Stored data
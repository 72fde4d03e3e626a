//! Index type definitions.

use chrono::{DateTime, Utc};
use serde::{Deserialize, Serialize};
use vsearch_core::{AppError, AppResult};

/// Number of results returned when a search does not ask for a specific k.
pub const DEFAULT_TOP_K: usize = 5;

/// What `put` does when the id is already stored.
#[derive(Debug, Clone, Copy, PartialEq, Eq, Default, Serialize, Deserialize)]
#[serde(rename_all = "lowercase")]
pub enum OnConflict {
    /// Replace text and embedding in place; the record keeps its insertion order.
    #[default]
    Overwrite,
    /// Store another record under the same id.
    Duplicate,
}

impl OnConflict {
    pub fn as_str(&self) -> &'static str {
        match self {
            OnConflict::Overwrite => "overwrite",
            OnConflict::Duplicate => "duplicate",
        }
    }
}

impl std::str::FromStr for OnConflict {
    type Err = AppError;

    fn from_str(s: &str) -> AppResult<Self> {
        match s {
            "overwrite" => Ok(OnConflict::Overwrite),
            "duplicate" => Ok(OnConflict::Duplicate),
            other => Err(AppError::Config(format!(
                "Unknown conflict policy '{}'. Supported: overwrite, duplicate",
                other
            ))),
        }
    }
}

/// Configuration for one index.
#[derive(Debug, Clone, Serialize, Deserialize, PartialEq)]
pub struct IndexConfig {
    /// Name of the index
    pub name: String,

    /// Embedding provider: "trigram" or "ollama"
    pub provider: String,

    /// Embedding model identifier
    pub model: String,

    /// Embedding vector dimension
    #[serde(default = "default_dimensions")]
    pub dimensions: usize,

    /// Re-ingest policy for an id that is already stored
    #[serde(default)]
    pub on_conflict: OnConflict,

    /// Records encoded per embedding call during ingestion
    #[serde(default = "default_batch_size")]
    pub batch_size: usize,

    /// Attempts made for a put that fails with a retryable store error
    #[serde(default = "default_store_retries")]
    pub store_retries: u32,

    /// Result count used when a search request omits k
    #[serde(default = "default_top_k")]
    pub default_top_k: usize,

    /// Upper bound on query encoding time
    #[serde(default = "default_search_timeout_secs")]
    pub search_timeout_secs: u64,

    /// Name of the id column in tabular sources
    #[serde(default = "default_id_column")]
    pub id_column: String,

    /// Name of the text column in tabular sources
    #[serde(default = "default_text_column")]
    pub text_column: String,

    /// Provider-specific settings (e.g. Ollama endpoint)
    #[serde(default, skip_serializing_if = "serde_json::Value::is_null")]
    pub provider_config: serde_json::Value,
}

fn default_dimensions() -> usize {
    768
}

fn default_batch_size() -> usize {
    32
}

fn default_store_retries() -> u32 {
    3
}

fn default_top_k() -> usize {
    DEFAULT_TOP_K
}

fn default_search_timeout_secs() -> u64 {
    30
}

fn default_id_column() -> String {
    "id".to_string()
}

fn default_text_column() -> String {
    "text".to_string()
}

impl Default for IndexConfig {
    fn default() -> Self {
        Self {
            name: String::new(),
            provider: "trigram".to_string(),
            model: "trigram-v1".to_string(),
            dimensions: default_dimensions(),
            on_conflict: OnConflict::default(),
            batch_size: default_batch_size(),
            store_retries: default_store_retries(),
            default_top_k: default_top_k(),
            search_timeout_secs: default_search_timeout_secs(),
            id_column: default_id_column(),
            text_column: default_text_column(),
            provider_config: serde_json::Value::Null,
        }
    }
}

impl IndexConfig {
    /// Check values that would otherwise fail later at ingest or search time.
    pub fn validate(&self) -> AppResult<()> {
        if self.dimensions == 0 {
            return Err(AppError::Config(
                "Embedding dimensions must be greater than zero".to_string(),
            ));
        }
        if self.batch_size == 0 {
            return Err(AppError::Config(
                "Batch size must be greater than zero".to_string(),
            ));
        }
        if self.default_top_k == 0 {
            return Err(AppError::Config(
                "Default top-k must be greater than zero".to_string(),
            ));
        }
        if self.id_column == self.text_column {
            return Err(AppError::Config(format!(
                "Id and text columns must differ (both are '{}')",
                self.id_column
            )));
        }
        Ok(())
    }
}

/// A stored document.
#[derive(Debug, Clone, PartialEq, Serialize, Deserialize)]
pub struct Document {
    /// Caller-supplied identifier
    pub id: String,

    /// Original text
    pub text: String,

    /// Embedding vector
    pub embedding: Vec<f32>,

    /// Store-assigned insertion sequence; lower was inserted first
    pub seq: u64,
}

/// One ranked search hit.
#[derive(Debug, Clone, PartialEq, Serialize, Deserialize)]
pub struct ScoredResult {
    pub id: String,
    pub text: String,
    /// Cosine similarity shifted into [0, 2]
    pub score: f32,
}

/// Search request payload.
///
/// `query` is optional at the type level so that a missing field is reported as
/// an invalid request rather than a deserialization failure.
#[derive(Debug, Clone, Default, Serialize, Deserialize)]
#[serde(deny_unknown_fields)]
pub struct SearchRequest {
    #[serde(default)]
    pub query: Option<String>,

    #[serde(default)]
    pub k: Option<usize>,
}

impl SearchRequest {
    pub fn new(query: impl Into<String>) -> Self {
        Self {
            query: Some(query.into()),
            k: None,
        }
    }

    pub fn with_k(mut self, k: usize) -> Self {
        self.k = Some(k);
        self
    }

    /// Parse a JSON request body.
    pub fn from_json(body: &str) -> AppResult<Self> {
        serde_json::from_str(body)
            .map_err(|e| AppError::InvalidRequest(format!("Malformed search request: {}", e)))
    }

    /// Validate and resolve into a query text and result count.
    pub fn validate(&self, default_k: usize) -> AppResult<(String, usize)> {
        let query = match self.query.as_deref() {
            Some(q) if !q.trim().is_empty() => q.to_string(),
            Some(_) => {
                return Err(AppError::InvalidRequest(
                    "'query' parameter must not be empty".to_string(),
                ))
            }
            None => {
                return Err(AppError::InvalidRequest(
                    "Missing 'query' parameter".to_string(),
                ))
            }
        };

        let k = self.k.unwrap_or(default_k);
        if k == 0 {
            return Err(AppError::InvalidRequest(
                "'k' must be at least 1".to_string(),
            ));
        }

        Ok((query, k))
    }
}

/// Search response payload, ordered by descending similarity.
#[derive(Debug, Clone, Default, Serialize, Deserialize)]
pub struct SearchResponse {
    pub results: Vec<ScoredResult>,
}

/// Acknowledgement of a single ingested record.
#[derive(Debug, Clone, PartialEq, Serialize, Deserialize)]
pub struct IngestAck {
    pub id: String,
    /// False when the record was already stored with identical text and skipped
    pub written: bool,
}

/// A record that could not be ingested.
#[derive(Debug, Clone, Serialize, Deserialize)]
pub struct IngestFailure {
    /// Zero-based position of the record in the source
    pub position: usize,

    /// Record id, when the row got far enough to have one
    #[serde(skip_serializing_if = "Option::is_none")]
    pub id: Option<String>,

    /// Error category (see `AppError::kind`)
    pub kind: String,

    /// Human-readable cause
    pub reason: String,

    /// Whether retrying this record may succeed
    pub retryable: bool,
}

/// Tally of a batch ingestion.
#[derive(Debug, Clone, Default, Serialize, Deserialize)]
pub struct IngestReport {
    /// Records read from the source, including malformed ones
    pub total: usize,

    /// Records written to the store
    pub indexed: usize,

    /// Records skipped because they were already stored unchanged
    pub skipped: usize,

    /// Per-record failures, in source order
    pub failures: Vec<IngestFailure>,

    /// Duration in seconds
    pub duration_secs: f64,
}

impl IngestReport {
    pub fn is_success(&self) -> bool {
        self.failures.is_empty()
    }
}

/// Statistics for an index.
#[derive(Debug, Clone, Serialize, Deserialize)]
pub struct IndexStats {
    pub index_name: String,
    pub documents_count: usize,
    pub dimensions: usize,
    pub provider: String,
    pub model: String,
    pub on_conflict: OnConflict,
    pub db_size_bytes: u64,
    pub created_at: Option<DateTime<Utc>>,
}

* * *

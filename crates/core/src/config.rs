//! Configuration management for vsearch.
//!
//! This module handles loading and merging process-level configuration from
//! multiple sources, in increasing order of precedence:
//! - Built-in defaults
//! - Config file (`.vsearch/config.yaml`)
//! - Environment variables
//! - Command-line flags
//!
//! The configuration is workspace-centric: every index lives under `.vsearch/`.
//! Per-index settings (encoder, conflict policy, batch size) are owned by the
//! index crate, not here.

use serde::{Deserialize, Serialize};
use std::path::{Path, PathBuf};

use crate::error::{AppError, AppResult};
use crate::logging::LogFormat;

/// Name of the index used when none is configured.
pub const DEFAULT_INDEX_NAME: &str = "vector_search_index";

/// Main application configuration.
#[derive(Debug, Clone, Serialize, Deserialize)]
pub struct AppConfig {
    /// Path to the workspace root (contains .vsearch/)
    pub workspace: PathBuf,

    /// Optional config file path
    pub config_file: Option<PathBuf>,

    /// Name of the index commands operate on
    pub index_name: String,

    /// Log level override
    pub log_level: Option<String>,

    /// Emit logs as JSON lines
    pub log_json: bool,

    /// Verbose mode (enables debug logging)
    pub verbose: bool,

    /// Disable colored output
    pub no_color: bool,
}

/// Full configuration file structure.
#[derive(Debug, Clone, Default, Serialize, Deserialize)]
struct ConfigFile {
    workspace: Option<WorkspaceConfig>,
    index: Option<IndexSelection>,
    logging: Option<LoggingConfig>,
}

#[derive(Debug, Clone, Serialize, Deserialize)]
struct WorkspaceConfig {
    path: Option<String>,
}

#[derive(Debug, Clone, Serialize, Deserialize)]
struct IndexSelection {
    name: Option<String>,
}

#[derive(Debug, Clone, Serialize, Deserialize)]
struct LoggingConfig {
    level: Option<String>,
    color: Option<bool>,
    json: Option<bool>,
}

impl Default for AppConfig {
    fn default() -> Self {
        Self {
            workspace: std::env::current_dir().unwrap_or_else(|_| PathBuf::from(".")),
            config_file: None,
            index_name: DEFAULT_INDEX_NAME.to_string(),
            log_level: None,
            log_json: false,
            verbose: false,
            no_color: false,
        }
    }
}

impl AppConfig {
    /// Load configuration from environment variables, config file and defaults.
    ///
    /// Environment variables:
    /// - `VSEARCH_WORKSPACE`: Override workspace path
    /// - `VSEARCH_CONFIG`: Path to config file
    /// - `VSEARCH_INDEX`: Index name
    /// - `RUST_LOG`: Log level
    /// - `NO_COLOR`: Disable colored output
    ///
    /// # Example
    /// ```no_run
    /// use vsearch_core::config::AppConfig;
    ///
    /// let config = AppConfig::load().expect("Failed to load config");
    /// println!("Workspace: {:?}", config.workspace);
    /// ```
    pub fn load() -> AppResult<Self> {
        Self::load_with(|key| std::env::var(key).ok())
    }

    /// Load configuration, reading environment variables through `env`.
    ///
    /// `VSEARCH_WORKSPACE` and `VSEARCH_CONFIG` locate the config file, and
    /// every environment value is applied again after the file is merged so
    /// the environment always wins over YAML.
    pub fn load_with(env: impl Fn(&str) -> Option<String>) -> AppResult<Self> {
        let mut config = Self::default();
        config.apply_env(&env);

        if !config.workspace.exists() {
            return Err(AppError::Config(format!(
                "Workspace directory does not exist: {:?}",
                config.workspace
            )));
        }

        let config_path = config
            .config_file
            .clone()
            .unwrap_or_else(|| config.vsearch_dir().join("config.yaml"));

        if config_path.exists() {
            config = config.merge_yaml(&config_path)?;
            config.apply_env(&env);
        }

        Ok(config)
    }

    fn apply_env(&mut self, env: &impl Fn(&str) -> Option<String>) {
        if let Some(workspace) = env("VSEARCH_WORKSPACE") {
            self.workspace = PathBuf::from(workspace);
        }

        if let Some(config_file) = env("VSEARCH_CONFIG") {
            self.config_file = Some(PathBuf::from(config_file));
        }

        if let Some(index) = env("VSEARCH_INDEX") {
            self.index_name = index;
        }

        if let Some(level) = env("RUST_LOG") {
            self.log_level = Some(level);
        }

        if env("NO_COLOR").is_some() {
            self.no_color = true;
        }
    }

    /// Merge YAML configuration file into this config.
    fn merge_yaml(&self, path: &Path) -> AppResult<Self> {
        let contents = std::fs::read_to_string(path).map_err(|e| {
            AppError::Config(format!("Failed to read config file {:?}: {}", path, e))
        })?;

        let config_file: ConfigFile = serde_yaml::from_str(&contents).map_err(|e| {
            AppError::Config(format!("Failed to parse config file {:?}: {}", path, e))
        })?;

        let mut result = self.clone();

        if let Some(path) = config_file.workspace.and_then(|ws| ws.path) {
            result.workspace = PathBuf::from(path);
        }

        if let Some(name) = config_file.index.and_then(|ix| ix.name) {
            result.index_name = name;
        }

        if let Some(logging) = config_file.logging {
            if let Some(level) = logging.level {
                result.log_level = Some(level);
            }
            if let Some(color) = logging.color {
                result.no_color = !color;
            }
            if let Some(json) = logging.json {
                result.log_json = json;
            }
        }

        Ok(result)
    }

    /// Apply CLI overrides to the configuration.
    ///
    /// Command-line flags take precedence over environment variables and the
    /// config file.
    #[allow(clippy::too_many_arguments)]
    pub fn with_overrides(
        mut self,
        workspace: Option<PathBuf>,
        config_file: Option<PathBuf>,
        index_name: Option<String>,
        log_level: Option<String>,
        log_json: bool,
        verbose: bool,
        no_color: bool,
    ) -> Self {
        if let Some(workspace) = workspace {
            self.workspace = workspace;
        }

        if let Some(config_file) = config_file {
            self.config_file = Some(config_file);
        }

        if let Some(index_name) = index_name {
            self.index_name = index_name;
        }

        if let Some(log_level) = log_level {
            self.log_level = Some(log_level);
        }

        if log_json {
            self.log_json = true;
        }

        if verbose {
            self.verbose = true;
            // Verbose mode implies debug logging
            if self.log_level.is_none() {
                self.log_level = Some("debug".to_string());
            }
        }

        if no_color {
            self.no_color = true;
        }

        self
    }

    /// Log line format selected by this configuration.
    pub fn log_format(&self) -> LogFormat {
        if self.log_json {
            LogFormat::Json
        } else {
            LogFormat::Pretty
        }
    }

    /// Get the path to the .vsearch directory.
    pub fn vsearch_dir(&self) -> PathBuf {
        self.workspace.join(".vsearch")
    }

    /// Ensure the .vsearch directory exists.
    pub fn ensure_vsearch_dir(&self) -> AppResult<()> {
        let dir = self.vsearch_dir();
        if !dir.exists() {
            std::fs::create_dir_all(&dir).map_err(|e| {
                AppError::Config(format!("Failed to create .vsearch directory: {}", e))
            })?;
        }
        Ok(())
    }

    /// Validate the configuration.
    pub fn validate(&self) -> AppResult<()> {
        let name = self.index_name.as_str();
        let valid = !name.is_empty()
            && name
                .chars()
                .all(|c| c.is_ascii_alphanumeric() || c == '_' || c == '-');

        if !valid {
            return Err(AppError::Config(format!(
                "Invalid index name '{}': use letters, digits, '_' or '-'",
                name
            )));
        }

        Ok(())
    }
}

__DESCRIPTION OF THE TASK__
Each line above from the one with "into [0, 2]" up to and including the one with "pub fn validate(&self, default_k: usize)" must be set down exactly, and no line outside that span may appear.

__SOLUTION BELOW__
    /// Cosine similarity shifted into [0, 2]
    pub score: f32,
}

/// Search request payload.
///
/// `query` is optional at the type level so that a missing field is reported as
/// an invalid request rather than a deserialization failure.
#[derive(Debug, Clone, Default, Serialize, Deserialize)]
#[serde(deny_unknown_fields)]
pub struct SearchRequest {
    #[serde(default)]
    pub query: Option<String>,

    #[serde(default)]
    pub k: Option<usize>,
}

impl SearchRequest {
    pub fn new(query: impl Into<String>) -> Self {
        Self {
            query: Some(query.into()),
            k: None,
        }
    }

    pub fn with_k(mut self, k: usize) -> Self {
        self.k = Some(k);
        self
    }

    /// Parse a JSON request body.
    pub fn from_json(body: &str) -> AppResult<Self> {
        serde_json::from_str(body)
            .map_err(|e| AppError::InvalidRequest(format!("Malformed search request: {}", e)))
    }

    /// Validate and resolve into a query text and result count.
    pub fn validate(&self, default_k: usize) -> AppResult<(String, usize)> {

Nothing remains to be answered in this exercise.